## Data entries
//! Record store using PostgreSQL.

use async_trait::async_trait;
use chrono::{DateTime, Utc};
use sqlx::{postgres::PgPoolOptions, FromRow, PgPool};
use tracing::instrument;

use storm_common::{
    BoundingBox, CategoryRequirement, FetchLog, ModelRun, NewFetchLog, ProcessorKind,
    ProviderSource, SourceProtocol, StormError, StormEvent, StormResult, TimeWindow,
};

use crate::records::RecordStore;

/// Database connection pool and record operations.
pub struct Catalog {
    pool: PgPool,
}

fn db_err(context: &str, e: sqlx::Error) -> StormError {
    StormError::Database(format!("{}: {}", context, e))
}

impl Catalog {
    /// Create a new catalog connection from database URL.
    pub async fn connect(database_url: &str) -> StormResult<Self> {
        let pool = PgPoolOptions::new()
            .max_connections(10)
            .connect(database_url)
            .await
            .map_err(|e| db_err("Connection failed", e))?;

        Ok(Self { pool })
    }

    /// Run database migrations.
    pub async fn migrate(&self) -> StormResult<()> {
        // Split SQL statements and execute them individually
        for statement in SCHEMA_SQL.split(';') {
            let trimmed = statement.trim();
            if !trimmed.is_empty() {
                sqlx::query(trimmed)
                    .execute(&self.pool)
                    .await
                    .map_err(|e| db_err("Migration failed", e))?;
            }
        }

        Ok(())
    }

    /// Create a model run for a storm with no output yet.
    pub async fn create_model_run(&self, storm_id: i64) -> StormResult<ModelRun> {
        let row = sqlx::query_as::<_, ModelRunRow>(
            "INSERT INTO model_runs (storm_id) VALUES ($1) \
             RETURNING id, storm_id, model_output_snapshot, model_output_snapshot_extracted, \
             covered_data_snapshot, date_requested, date_returned",
        )
        .bind(storm_id)
        .fetch_one(&self.pool)
        .await
        .map_err(|e| db_err("Insert failed", e))?;

        Ok(row.into())
    }
}

#[async_trait]
impl RecordStore for Catalog {
    async fn storm(&self, id: i64) -> StormResult<StormEvent> {
        let row = sqlx::query_as::<_, StormRow>(
            "SELECT id, name, bbox_min_x, bbox_min_y, bbox_max_x, bbox_max_y, \
             start_date, end_date FROM storms WHERE id = $1",
        )
        .bind(id)
        .fetch_optional(&self.pool)
        .await
        .map_err(|e| db_err("Query failed", e))?;

        row.map(Into::into)
            .ok_or_else(|| StormError::NotFound(format!("Storm {} not found", id)))
    }

    async fn requirement(&self, id: i64) -> StormResult<CategoryRequirement> {
        let row = sqlx::query_as::<_, RequirementRow>(
            "SELECT id, storm_id, name, bbox_min_x, bbox_min_y, bbox_max_x, bbox_max_y, \
             start_date, end_date, active FROM requirements WHERE id = $1",
        )
        .bind(id)
        .fetch_optional(&self.pool)
        .await
        .map_err(|e| db_err("Query failed", e))?;

        row.map(Into::into)
            .ok_or_else(|| StormError::NotFound(format!("Requirement {} not found", id)))
    }

    async fn provider(&self, id: i64) -> StormResult<ProviderSource> {
        let row = sqlx::query_as::<_, ProviderRow>(
            "SELECT id, requirement_id, name, processor, source, url, active, data_regex \
             FROM providers WHERE id = $1",
        )
        .bind(id)
        .fetch_optional(&self.pool)
        .await
        .map_err(|e| db_err("Query failed", e))?;

        row.ok_or_else(|| StormError::NotFound(format!("Provider {} not found", id)))?
            .try_into()
    }

    async fn active_requirements(&self, storm_id: i64) -> StormResult<Vec<CategoryRequirement>> {
        let rows = sqlx::query_as::<_, RequirementRow>(
            "SELECT id, storm_id, name, bbox_min_x, bbox_min_y, bbox_max_x, bbox_max_y, \
             start_date, end_date, active FROM requirements \
             WHERE storm_id = $1 AND active ORDER BY id",
        )
        .bind(storm_id)
        .fetch_all(&self.pool)
        .await
        .map_err(|e| db_err("Query failed", e))?;

        Ok(rows.into_iter().map(Into::into).collect())
    }

    async fn active_providers(&self, requirement_id: i64) -> StormResult<Vec<ProviderSource>> {
        let rows = sqlx::query_as::<_, ProviderRow>(
            "SELECT id, requirement_id, name, processor, source, url, active, data_regex \
             FROM providers WHERE requirement_id = $1 AND active ORDER BY id",
        )
        .bind(requirement_id)
        .fetch_all(&self.pool)
        .await
        .map_err(|e| db_err("Query failed", e))?;

        rows.into_iter().map(TryInto::try_into).collect()
    }

    #[instrument(skip(self, log), fields(storm = log.storm_id, provider = log.provider_id))]
    async fn insert_fetch_log(&self, log: NewFetchLog) -> StormResult<FetchLog> {
        let row = sqlx::query_as::<_, FetchLogRow>(
            "INSERT INTO fetch_logs (storm_id, requirement_id, provider_id, date, success) \
             VALUES ($1, $2, $3, $4, $5) \
             RETURNING id, storm_id, requirement_id, \
             (SELECT name FROM requirements WHERE id = $2) AS requirement_name, \
             provider_id, date, success, snapshot",
        )
        .bind(log.storm_id)
        .bind(log.requirement_id)
        .bind(log.provider_id)
        .bind(log.date)
        .bind(log.success)
        .fetch_one(&self.pool)
        .await
        .map_err(|e| db_err("Insert failed", e))?;

        Ok(row.into())
    }

    async fn fetch_log(&self, id: i64) -> StormResult<FetchLog> {
        let row = sqlx::query_as::<_, FetchLogRow>(&format!("{} WHERE l.id = $1", FETCH_LOG_SELECT))
            .bind(id)
            .fetch_optional(&self.pool)
            .await
            .map_err(|e| db_err("Query failed", e))?;

        row.map(Into::into)
            .ok_or_else(|| StormError::NotFound(format!("Fetch log {} not found", id)))
    }

    #[instrument(skip(self))]
    async fn set_log_snapshot(&self, id: i64, snapshot: &str) -> StormResult<()> {
        let result = sqlx::query("UPDATE fetch_logs SET snapshot = $2 WHERE id = $1")
            .bind(id)
            .bind(snapshot)
            .execute(&self.pool)
            .await
            .map_err(|e| db_err("Update failed", e))?;

        if result.rows_affected() == 0 {
            return Err(StormError::NotFound(format!("Fetch log {} not found", id)));
        }
        Ok(())
    }

    async fn fetch_logs_for_storm(&self, storm_id: i64) -> StormResult<Vec<FetchLog>> {
        let rows = sqlx::query_as::<_, FetchLogRow>(&format!(
            "{} WHERE l.storm_id = $1 ORDER BY l.id",
            FETCH_LOG_SELECT
        ))
        .bind(storm_id)
        .fetch_all(&self.pool)
        .await
        .map_err(|e| db_err("Query failed", e))?;

        Ok(rows.into_iter().map(Into::into).collect())
    }

    async fn model_run(&self, id: i64) -> StormResult<ModelRun> {
        let row = sqlx::query_as::<_, ModelRunRow>(
            "SELECT id, storm_id, model_output_snapshot, model_output_snapshot_extracted, \
             covered_data_snapshot, date_requested, date_returned FROM model_runs WHERE id = $1",
        )
        .bind(id)
        .fetch_optional(&self.pool)
        .await
        .map_err(|e| db_err("Query failed", e))?;

        row.map(Into::into)
            .ok_or_else(|| StormError::NotFound(format!("Model run {} not found", id)))
    }

    #[instrument(skip(self, run), fields(run = run.id))]
    async fn save_model_run(&self, run: &ModelRun) -> StormResult<()> {
        let result = sqlx::query(
            "UPDATE model_runs SET model_output_snapshot = $2, \
             model_output_snapshot_extracted = $3, covered_data_snapshot = $4, \
             date_returned = $5 WHERE id = $1",
        )
        .bind(run.id)
        .bind(&run.model_output_snapshot)
        .bind(run.model_output_snapshot_extracted)
        .bind(&run.covered_data_snapshot)
        .bind(run.date_returned)
        .execute(&self.pool)
        .await
        .map_err(|e| db_err("Update failed", e))?;

        if result.rows_affected() == 0 {
            return Err(StormError::NotFound(format!("Model run {} not found", run.id)));
        }
        Ok(())
    }
}

const FETCH_LOG_SELECT: &str = "SELECT l.id, l.storm_id, l.requirement_id, \
     r.name AS requirement_name, l.provider_id, l.date, l.success, l.snapshot \
     FROM fetch_logs l JOIN requirements r ON r.id = l.requirement_id";

#[derive(FromRow)]
struct StormRow {
    id: i64,
    name: String,
    bbox_min_x: f64,
    bbox_min_y: f64,
    bbox_max_x: f64,
    bbox_max_y: f64,
    start_date: DateTime<Utc>,
    end_date: DateTime<Utc>,
}

impl From<StormRow> for StormEvent {
    fn from(row: StormRow) -> Self {
        StormEvent {
            id: row.id,
            name: row.name,
            geo: BoundingBox::new(row.bbox_min_x, row.bbox_min_y, row.bbox_max_x, row.bbox_max_y),
            window: TimeWindow::new(row.start_date, row.end_date),
        }
    }
}

#[derive(FromRow)]
struct RequirementRow {
    id: i64,
    storm_id: i64,
    name: String,
    bbox_min_x: f64,
    bbox_min_y: f64,
    bbox_max_x: f64,
    bbox_max_y: f64,
    start_date: DateTime<Utc>,
    end_date: DateTime<Utc>,
    active: bool,
}

impl From<RequirementRow> for CategoryRequirement {
    fn from(row: RequirementRow) -> Self {
        CategoryRequirement {
            id: row.id,
            storm_id: row.storm_id,
            name: row.name,
            geo: BoundingBox::new(row.bbox_min_x, row.bbox_min_y, row.bbox_max_x, row.bbox_max_y),
            window: TimeWindow::new(row.start_date, row.end_date),
            active: row.active,
        }
    }
}

#[derive(FromRow)]
struct ProviderRow {
    id: i64,
    requirement_id: i64,
    name: String,
    processor: String,
    source: String,
    url: String,
    active: bool,
    data_regex: Option<String>,
}

impl TryFrom<ProviderRow> for ProviderSource {
    type Error = StormError;

    fn try_from(row: ProviderRow) -> StormResult<Self> {
        let processor = ProcessorKind::parse(&row.processor).ok_or_else(|| {
            StormError::Configuration(format!(
                "Provider {} has unknown processor '{}'",
                row.id, row.processor
            ))
        })?;
        let source = SourceProtocol::parse(&row.source).ok_or_else(|| {
            StormError::Configuration(format!(
                "Provider {} has unknown source '{}'",
                row.id, row.source
            ))
        })?;

        Ok(ProviderSource {
            id: row.id,
            requirement_id: row.requirement_id,
            name: row.name,
            processor,
            source,
            url: row.url,
            active: row.active,
            data_regex: row.data_regex.filter(|r| !r.is_empty()),
        })
    }
}

#[derive(FromRow)]
struct FetchLogRow {
    id: i64,
    storm_id: i64,
    requirement_id: i64,
    requirement_name: String,
    provider_id: i64,
    date: DateTime<Utc>,
    success: bool,
    snapshot: String,
}

impl From<FetchLogRow> for FetchLog {
    fn from(row: FetchLogRow) -> Self {
        FetchLog {
            id: row.id,
            storm_id: row.storm_id,
            requirement_id: row.requirement_id,
            requirement_name: row.requirement_name,
            provider_id: row.provider_id,
            date: row.date,
            success: row.success,
            snapshot: row.snapshot,
        }
    }
}

#[derive(FromRow)]
struct ModelRunRow {
    id: i64,
    storm_id: i64,
    model_output_snapshot: String,
    model_output_snapshot_extracted: bool,
    covered_data_snapshot: String,
    date_requested: DateTime<Utc>,
    date_returned: Option<DateTime<Utc>>,
}

impl From<ModelRunRow> for ModelRun {
    fn from(row: ModelRunRow) -> Self {
        ModelRun {
            id: row.id,
            storm_id: row.storm_id,
            model_output_snapshot: row.model_output_snapshot,
            model_output_snapshot_extracted: row.model_output_snapshot_extracted,
            covered_data_snapshot: row.covered_data_snapshot,
            date_requested: row.date_requested,
            date_returned: row.date_returned,
        }
    }
}

/// Database schema SQL.
const SCHEMA_SQL: &str = r#"
CREATE TABLE IF NOT EXISTS storms (
    id BIGSERIAL PRIMARY KEY,
    name VARCHAR(100) NOT NULL UNIQUE,
    bbox_min_x DOUBLE PRECISION NOT NULL,
    bbox_min_y DOUBLE PRECISION NOT NULL,
    bbox_max_x DOUBLE PRECISION NOT NULL,
    bbox_max_y DOUBLE PRECISION NOT NULL,
    start_date TIMESTAMPTZ NOT NULL,
    end_date TIMESTAMPTZ NOT NULL
);

CREATE TABLE IF NOT EXISTS requirements (
    id BIGSERIAL PRIMARY KEY,
    storm_id BIGINT NOT NULL REFERENCES storms(id) ON DELETE CASCADE,
    name VARCHAR(100) NOT NULL UNIQUE,
    bbox_min_x DOUBLE PRECISION NOT NULL,
    bbox_min_y DOUBLE PRECISION NOT NULL,
    bbox_max_x DOUBLE PRECISION NOT NULL,
    bbox_max_y DOUBLE PRECISION NOT NULL,
    start_date TIMESTAMPTZ NOT NULL,
    end_date TIMESTAMPTZ NOT NULL,
    active BOOLEAN NOT NULL DEFAULT TRUE
);

CREATE TABLE IF NOT EXISTS providers (
    id BIGSERIAL PRIMARY KEY,
    requirement_id BIGINT NOT NULL REFERENCES requirements(id) ON DELETE CASCADE,
    name VARCHAR(200) NOT NULL,
    processor VARCHAR(50) NOT NULL,
    source VARCHAR(50) NOT NULL,
    url TEXT NOT NULL,
    active BOOLEAN NOT NULL DEFAULT TRUE,
    data_regex TEXT
);

CREATE TABLE IF NOT EXISTS fetch_logs (
    id BIGSERIAL PRIMARY KEY,
    storm_id BIGINT NOT NULL REFERENCES storms(id) ON DELETE CASCADE,
    requirement_id BIGINT NOT NULL REFERENCES requirements(id) ON DELETE CASCADE,
    provider_id BIGINT NOT NULL REFERENCES providers(id) ON DELETE CASCADE,
    date TIMESTAMPTZ NOT NULL DEFAULT NOW(),
    success BOOLEAN NOT NULL,
    snapshot TEXT NOT NULL DEFAULT ''
);

CREATE INDEX IF NOT EXISTS idx_fetch_logs_storm_date ON fetch_logs(storm_id, date DESC);

CREATE TABLE IF NOT EXISTS model_runs (
    id BIGSERIAL PRIMARY KEY,
    storm_id BIGINT NOT NULL REFERENCES storms(id) ON DELETE CASCADE,
    model_output_snapshot TEXT NOT NULL DEFAULT '',
    model_output_snapshot_extracted BOOLEAN NOT NULL DEFAULT FALSE,
    covered_data_snapshot TEXT NOT NULL DEFAULT '',
    date_requested TIMESTAMPTZ NOT NULL DEFAULT NOW(),
    date_returned TIMESTAMPTZ
)
"#;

## What to work on
Begin with the first line of the data above and, please, print each line exactly until you have printed the line containing "VALUES ($1) \"; print nothing else.

## Written solution
//! Record store using PostgreSQL.

use async_trait::async_trait;
use chrono::{DateTime, Utc};
use sqlx::{postgres::PgPoolOptions, FromRow, PgPool};
use tracing::instrument;

use storm_common::{
    BoundingBox, CategoryRequirement, FetchLog, ModelRun, NewFetchLog, ProcessorKind,
    ProviderSource, SourceProtocol, StormError, StormEvent, StormResult, TimeWindow,
};

use crate::records::RecordStore;

/// Database connection pool and record operations.
pub struct Catalog {
    pool: PgPool,
}

fn db_err(context: &str, e: sqlx::Error) -> StormError {
    StormError::Database(format!("{}: {}", context, e))
}

impl Catalog {
    /// Create a new catalog connection from database URL.
    pub async fn connect(database_url: &str) -> StormResult<Self> {
        let pool = PgPoolOptions::new()
            .max_connections(10)
            .connect(database_url)
            .await
            .map_err(|e| db_err("Connection failed", e))?;

        Ok(Self { pool })
    }

    /// Run database migrations.
    pub async fn migrate(&self) -> StormResult<()> {
        // Split SQL statements and execute them individually
        for statement in SCHEMA_SQL.split(';') {
            let trimmed = statement.trim();
            if !trimmed.is_empty() {
                sqlx::query(trimmed)
                    .execute(&self.pool)
                    .await
                    .map_err(|e| db_err("Migration failed", e))?;
            }
        }

        Ok(())
    }

    /// Create a model run for a storm with no output yet.
    pub async fn create_model_run(&self, storm_id: i64) -> StormResult<ModelRun> {
        let row = sqlx::query_as::<_, ModelRunRow>(
            "INSERT INTO model_runs (storm_id) VALUES ($1) \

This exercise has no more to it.